À partir d’images d’archives extraites de films d’époque, Fiction occupe un espace instable entre l’histoire, la mémoire et la représentation. Par le geste même de puiser ses images en ligne, Santos efface les distinctions entre le document historique et la reconstitution cinématographique, soulignant que l’un comme l’autre sont également médiatisés par leur circulation et leur consommation. Les archives historiques et la culture populaire se fondent ainsi dans une même économie aplatie de l’image, où le contexte cède la place à une équivalence visuelle.
Le recadrage et le flou deviennent des actes de traduction. Les images perdent leur certitude descriptive pour se dissoudre dans l’atmosphère et le geste. Plutôt que de reconstruire des récits historiques, Santos permet aux détails d’exister comme des images esthétiques autonomes, suspendues entre reconnaissance et obscurité.

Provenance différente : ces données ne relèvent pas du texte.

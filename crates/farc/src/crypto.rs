use std::fmt;

#[cfg(feature = "crypto")]
use aes::{
	Aes128, Block,
	cipher::{BlockDecrypt, BlockEncrypt, KeyInit},
};
#[cfg(feature = "crypto")]
use cbc::cipher::{BlockDecryptMut, BlockEncryptMut, KeyIvInit, block_padding::NoPadding};

use crate::global::{error::*, header::EncryptionFormat};

/// Size of an AES block, every encrypted region is padded to a multiple of this
pub const BLOCK_SIZE: usize = 16;

/// Size of both AES-128 keys
pub const KEY_SIZE: usize = 16;

/// Size of the CBC initialization vector stored in modern headers
pub const IV_SIZE: usize = 16;

/// Key of the "classic" ECB scheme, the name of the base game data file
pub const CLASSIC_KEY: [u8; KEY_SIZE] = *b"project_diva.bin";

/// Key of the "modern" CBC scheme
pub const MODERN_KEY: [u8; KEY_SIZE] = [
	0x13, 0x72, 0xD5, 0x7B, 0x6E, 0x9E, 0x31, 0xEB, 0xA2, 0x39, 0xB8, 0x3C, 0x15, 0x57, 0xC6, 0xBB,
];

/// Placeholder IV held by a header until the real one is read
pub const DUMMY_IV: [u8; IV_SIZE] = [0xCC; IV_SIZE];

#[cfg(feature = "crypto")]
type Aes128CbcDec = cbc::Decryptor<Aes128>;
#[cfg(feature = "crypto")]
type Aes128CbcEnc = cbc::Encryptor<Aes128>;

fn validate_length(len: usize) -> InternalResult {
	if len % BLOCK_SIZE != 0 {
		return Err(InternalError::CryptoError(format!(
			"Buffer of {} bytes is not a multiple of the AES block size ({})",
			len, BLOCK_SIZE
		)));
	}

	Ok(())
}

/// Decrypts `data` in place with AES-128-ECB. `data.len()` must be a multiple of [`BLOCK_SIZE`]
#[cfg(feature = "crypto")]
pub fn decrypt_ecb(data: &mut [u8], key: &[u8; KEY_SIZE]) -> InternalResult {
	validate_length(data.len())?;

	let cipher = Aes128::new(key.into());
	for chunk in data.chunks_exact_mut(BLOCK_SIZE) {
		cipher.decrypt_block(Block::from_mut_slice(chunk));
	}

	Ok(())
}

/// Encrypts `data` in place with AES-128-ECB. `data.len()` must be a multiple of [`BLOCK_SIZE`]
#[cfg(feature = "crypto")]
pub fn encrypt_ecb(data: &mut [u8], key: &[u8; KEY_SIZE]) -> InternalResult {
	validate_length(data.len())?;

	let cipher = Aes128::new(key.into());
	for chunk in data.chunks_exact_mut(BLOCK_SIZE) {
		cipher.encrypt_block(Block::from_mut_slice(chunk));
	}

	Ok(())
}

/// Decrypts `data` in place with AES-128-CBC. `data.len()` must be a multiple of [`BLOCK_SIZE`]
#[cfg(feature = "crypto")]
pub fn decrypt_cbc(data: &mut [u8], key: &[u8; KEY_SIZE], iv: &[u8; IV_SIZE]) -> InternalResult {
	validate_length(data.len())?;

	Aes128CbcDec::new(key.into(), iv.into())
		.decrypt_padded_mut::<NoPadding>(data)
		.map_err(|err| InternalError::CryptoError(err.to_string()))?;

	Ok(())
}

/// Encrypts `data` in place with AES-128-CBC. `data.len()` must be a multiple of [`BLOCK_SIZE`]
#[cfg(feature = "crypto")]
pub fn encrypt_cbc(data: &mut [u8], key: &[u8; KEY_SIZE], iv: &[u8; IV_SIZE]) -> InternalResult {
	validate_length(data.len())?;

	let len = data.len();
	Aes128CbcEnc::new(key.into(), iv.into())
		.encrypt_padded_mut::<NoPadding>(data, len)
		.map_err(|err| InternalError::CryptoError(err.to_string()))?;

	Ok(())
}

#[cfg(feature = "archive")]
/// Decryption state of one opened archive, picks the key and mode from the header's [`EncryptionFormat`]
pub(crate) struct Encryptor {
	format: EncryptionFormat,
	iv: [u8; IV_SIZE],
}

#[cfg(feature = "archive")]
impl fmt::Debug for Encryptor {
	fn fmt(&self, f: &mut fmt::Formatter<'_>) -> fmt::Result {
		write!(f, "[FArc::Encryptor] format: {:?}, iv: {:02X?}", self.format, self.iv)
	}
}

#[cfg(feature = "archive")]
impl Encryptor {
	/// `None` when the archive is not encrypted at all
	pub(crate) fn new(format: EncryptionFormat, iv: [u8; IV_SIZE]) -> Option<Encryptor> {
		match format {
			EncryptionFormat::None => None,
			EncryptionFormat::Classic | EncryptionFormat::Modern => Some(Encryptor { format, iv }),
		}
	}

	#[cfg(feature = "crypto")]
	pub(crate) fn decrypt(&self, data: &mut [u8]) -> InternalResult {
		match self.format {
			EncryptionFormat::Classic => decrypt_ecb(data, &CLASSIC_KEY),
			EncryptionFormat::Modern => decrypt_cbc(data, &MODERN_KEY, &self.iv),
			EncryptionFormat::None => validate_length(data.len()),
		}
	}

	#[cfg(not(feature = "crypto"))]
	pub(crate) fn decrypt(&self, data: &mut [u8]) -> InternalResult {
		validate_length(data.len())?;
		Err(InternalError::MissingFeatureError("crypto"))
	}
}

Des motifs récurrents, issus de l’histoire de la peinture occidentale, traversent l’exposition : objets de dévotion, icônes sacrées, portraits, natures mortes et ornements sont réinterprétés à travers un langage visuel contemporain marqué par le flou. Les objets dévotionnels médiévaux trouvent ainsi des échos inattendus dans la culture de consommation actuelle, continuant d’agir comme des objets de croyance, de désir, de rituel et d’identification.
Fiction s’interroge sur la possibilité que le détail soit devenu le mode de vision dominant à l’ère numérique. Nous rencontrons de plus en plus les images sous forme de recadrages, de vignettes, de captures d’écran ou de fragments sélectionnés par des algorithmes plutôt que comme des compositions complètes. En traduisant ces expériences fugaces dans la peinture, Santos leur restitue une durée, une matérialité et une attention soutenue. À l’image de l’icône dévotionnelle, ses œuvres refusent toute compréhension immédiate et invitent plutôt à la contemplation. Elles suggèrent ainsi que notre rapport à l’histoire se construit moins à travers des récits complets qu’à partir des détails par lesquels les images continuent de circuler, d’accumuler du sens et de susciter l’adhésion.